Visible pero inalcanzable: la fuga que nadie mide
Casi todas las consultas perdidas se pierden después de que le encontraran. Catorce valores de horario, un número de teléfono y un formulario están entre un visitante que le quiere y una consulta de la que nunca se entera, y el 19 por ciento espera respuesta el mismo día. Es la parte más barata del marketing y la que menos se revisa.

Dónde desaparece la consulta
El trabajo de visibilidad termina en el momento en que alguien decide contactarle. Todo lo posterior se trata como problema de otro, y ahí están las pérdidas medibles.
Solo hay tres sitios donde se pierden. El horario puede estar mal, y el visitante llega a una puerta cerrada o ni sale de casa. El teléfono puede quedar sin atender, y sin mensaje no queda rastro de que alguien lo intentó. El formulario puede fallar, y es lo peor de los tres porque falla en silencio en ambos lados.

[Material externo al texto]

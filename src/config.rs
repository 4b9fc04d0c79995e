// ⚙️ Configuration - environment driven, with logged defaults

use std::path::PathBuf;
use std::str::FromStr;
use std::time::Duration;
use tracing::{info, warn};

pub const DEFAULT_PORT: u16 = 3000;
pub const DEFAULT_HINT_TIMEOUT_MS: u64 = 1500;

#[derive(Debug, Clone, PartialEq, Eq)]
pub struct Config {
    pub port: u16,

    /// JSON file extending the built-in catalog
    pub catalog_overrides: Option<PathBuf>,

    /// Order API base URL; product lookups are disabled when unset
    pub megawin_api_url: Option<String>,

    pub megawin_api_key: Option<String>,

    pub hint_timeout: Duration,
}

impl Default for Config {
    fn default() -> Self {
        Config {
            port: DEFAULT_PORT,
            catalog_overrides: None,
            megawin_api_url: None,
            megawin_api_key: None,
            hint_timeout: Duration::from_millis(DEFAULT_HINT_TIMEOUT_MS),
        }
    }
}

impl Config {
    /// Read configuration from the process environment
    pub fn load() -> Self {
        Self::from_lookup(|key| std::env::var(key).ok())
    }

    /// Read configuration through `lookup`, so tests need not touch the environment
    pub fn from_lookup<F>(lookup: F) -> Self
    where
        F: Fn(&str) -> Option<String>,
    {
        let var = |key: &str| lookup(key).map(|v| v.trim().to_string()).filter(|v| !v.is_empty());

        Config {
            port: parse_or(var("SORTIMENT_PORT"), "SORTIMENT_PORT", DEFAULT_PORT),
            catalog_overrides: var("SORTIMENT_CATALOG_OVERRIDES").map(PathBuf::from),
            megawin_api_url: var("MEGAWIN_API_URL"),
            megawin_api_key: var("MEGAWIN_API_KEY"),
            hint_timeout: Duration::from_millis(parse_or(
                var("SORTIMENT_HINT_TIMEOUT_MS"),
                "SORTIMENT_HINT_TIMEOUT_MS",
                DEFAULT_HINT_TIMEOUT_MS,
            )),
        }
    }
}

fn parse_or<T>(value: Option<String>, key: &str, default: T) -> T
where
    T: FromStr + std::fmt::Display,
    T::Err: std::fmt::Display,
{
    match value {
        None => {
            info!("{key} not set, using default: {default}");
            default
        }
        Some(raw) => raw.parse().unwrap_or_else(|e| {
            warn!("Invalid {key} value {raw:?}: {e}, using default: {default}");
            default
        }),
    }
}
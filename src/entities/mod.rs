// Entity Models
// The category taxonomy is static: codes and names never change at runtime.

pub mod category;

pub use category::{category_name, Category, UNKNOWN_CATEGORY_NAME};
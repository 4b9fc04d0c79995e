// 📦 Order grouping - order lines → category groups
//
// Used by confirmation mails and packing slips. Contract:
// - every line lands in exactly one group
// - groups follow the fixed render priority of the taxonomy, not the alphabet
// - codes outside the taxonomy go to the miscellaneous group
// - order total == sum of group subtotals
// - money is checked i64 cents; an overflowing amount rejects the order

use crate::catalog::Catalog;
use crate::classifier::{ClassifiableItem, ClassificationResult};
use crate::entities::Category;
use crate::error::GroupingError;
use serde::{Deserialize, Serialize};

// ============================================================================
// ORDER LINE
// ============================================================================

#[derive(Debug, Clone, PartialEq, Eq, Serialize, Deserialize)]
#[serde(rename_all = "camelCase")]
pub struct OrderLine {
    #[serde(default)]
    pub name: String,

    #[serde(default, skip_serializing_if = "Option::is_none")]
    pub volume: Option<String>,

    #[serde(default, skip_serializing_if = "Option::is_none")]
    pub external_id: Option<String>,

    /// Category code already on the order line
    #[serde(default, skip_serializing_if = "Option::is_none")]
    pub category: Option<String>,

    pub quantity: u32,

    /// Unit price in euro cents
    pub unit_price_cents: i64,
}

impl OrderLine {
    pub fn new(name: impl Into<String>, quantity: u32, unit_price_cents: i64) -> Self {
        OrderLine {
            name: name.into(),
            volume: None,
            external_id: None,
            category: None,
            quantity,
            unit_price_cents,
        }
    }

    /// `quantity * unit_price_cents`, `None` on overflow
    pub fn line_total_cents(&self) -> Option<i64> {
        i64::from(self.quantity).checked_mul(self.unit_price_cents)
    }

    /// Classifier input for this line
    pub fn to_item(&self) -> ClassifiableItem {
        ClassifiableItem {
            name: self.name.clone(),
            volume: self.volume.clone(),
            external_id: self.external_id.clone(),
            preset_category: self.category.clone(),
        }
    }
}

// ============================================================================
// GROUPED ORDER
// ============================================================================

#[derive(Debug, Clone, PartialEq, Eq, Serialize)]
#[serde(rename_all = "camelCase")]
pub struct GroupedLine {
    pub line: OrderLine,
    pub classification: ClassificationResult,
    pub line_total_cents: i64,
}

#[derive(Debug, Clone, PartialEq, Eq, Serialize)]
#[serde(rename_all = "camelCase")]
pub struct CategoryGroup {
    pub code: String,
    pub name: String,
    pub lines: Vec<GroupedLine>,
    pub subtotal_cents: i64,
}

#[derive(Debug, Clone, PartialEq, Eq, Serialize)]
#[serde(rename_all = "camelCase")]
pub struct GroupedOrder {
    pub groups: Vec<CategoryGroup>,
    pub total_cents: i64,
}

impl GroupedOrder {
    pub fn line_count(&self) -> usize {
        self.groups.iter().map(|g| g.lines.len()).sum()
    }

    pub fn group(&self, category: Category) -> Option<&CategoryGroup> {
        self.groups.iter().find(|g| g.code == category.code())
    }
}

/// Classify and group order lines
pub fn group_order(catalog: &Catalog, lines: &[OrderLine]) -> Result<GroupedOrder, GroupingError> {
    let items: Vec<ClassifiableItem> = lines.iter().map(OrderLine::to_item).collect();
    let results = catalog.classify_all(&items);
    group_classified(lines, results)
}

/// Group lines whose classifications were computed elsewhere (e.g. with hints).
/// `results[i]` belongs to `lines[i]`.
pub fn group_classified(
    lines: &[OrderLine],
    results: Vec<ClassificationResult>,
) -> Result<GroupedOrder, GroupingError> {
    if lines.len() != results.len() {
        return Err(GroupingError::LengthMismatch {
            lines: lines.len(),
            results: results.len(),
        });
    }

    let mut buckets: Vec<Vec<GroupedLine>> = vec![Vec::new(); Category::ALL.len()];

    for (index, (line, classification)) in lines.iter().zip(results).enumerate() {
        let line_total_cents = line
            .line_total_cents()
            .ok_or_else(|| GroupingError::LineTotalOverflow {
                line: index + 1,
                name: line.name.clone(),
            })?;

        let category = classification.category();
        buckets[category.priority()].push(GroupedLine {
            line: line.clone(),
            line_total_cents,
            classification,
        });
    }

    let mut groups = Vec::new();
    for (category, lines) in Category::ALL.iter().zip(buckets) {
        if lines.is_empty() {
            continue;
        }
        let subtotal_cents =
            checked_sum(lines.iter().map(|l| l.line_total_cents)).ok_or(GroupingError::TotalOverflow)?;
        groups.push(CategoryGroup {
            code: category.code().to_string(),
            name: category.name().to_string(),
            lines,
            subtotal_cents,
        });
    }

    let total_cents =
        checked_sum(groups.iter().map(|g| g.subtotal_cents)).ok_or(GroupingError::TotalOverflow)?;

    Ok(GroupedOrder { groups, total_cents })
}

fn checked_sum(values: impl IntoIterator<Item = i64>) -> Option<i64> {
    values.into_iter().try_fold(0i64, i64::checked_add)
}

// ============================================================================
// TESTS
// ============================================================================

Nada de esto aparece en un informe de visibilidad. Un perfil puede ser impecable, bien posicionado y coherente entre fuentes mientras una de cada dos consultas se cae por uno de los tres agujeros.
Y la expectativa no es generosa. El 19 por ciento espera respuesta el mismo día, así que un mensaje del lunes contestado el jueves llega a menudo después de la decisión.
La comprobación, contada
El horario son 7 días con una hora de apertura y otra de cierre, es decir 14 valores, más las excepciones que mantenga. Los consumidores consultan de media seis fuentes, así que esos mismos 14 valores existen en hasta seis sitios, es decir 84 valores que deben coincidir.
El teléfono es 1 valor en esos mismos seis sitios. La dirección también. Eso da una comprobación de 3 datos en 6 fuentes, 18 comparaciones y unos 20 minutos con un navegador y una lista.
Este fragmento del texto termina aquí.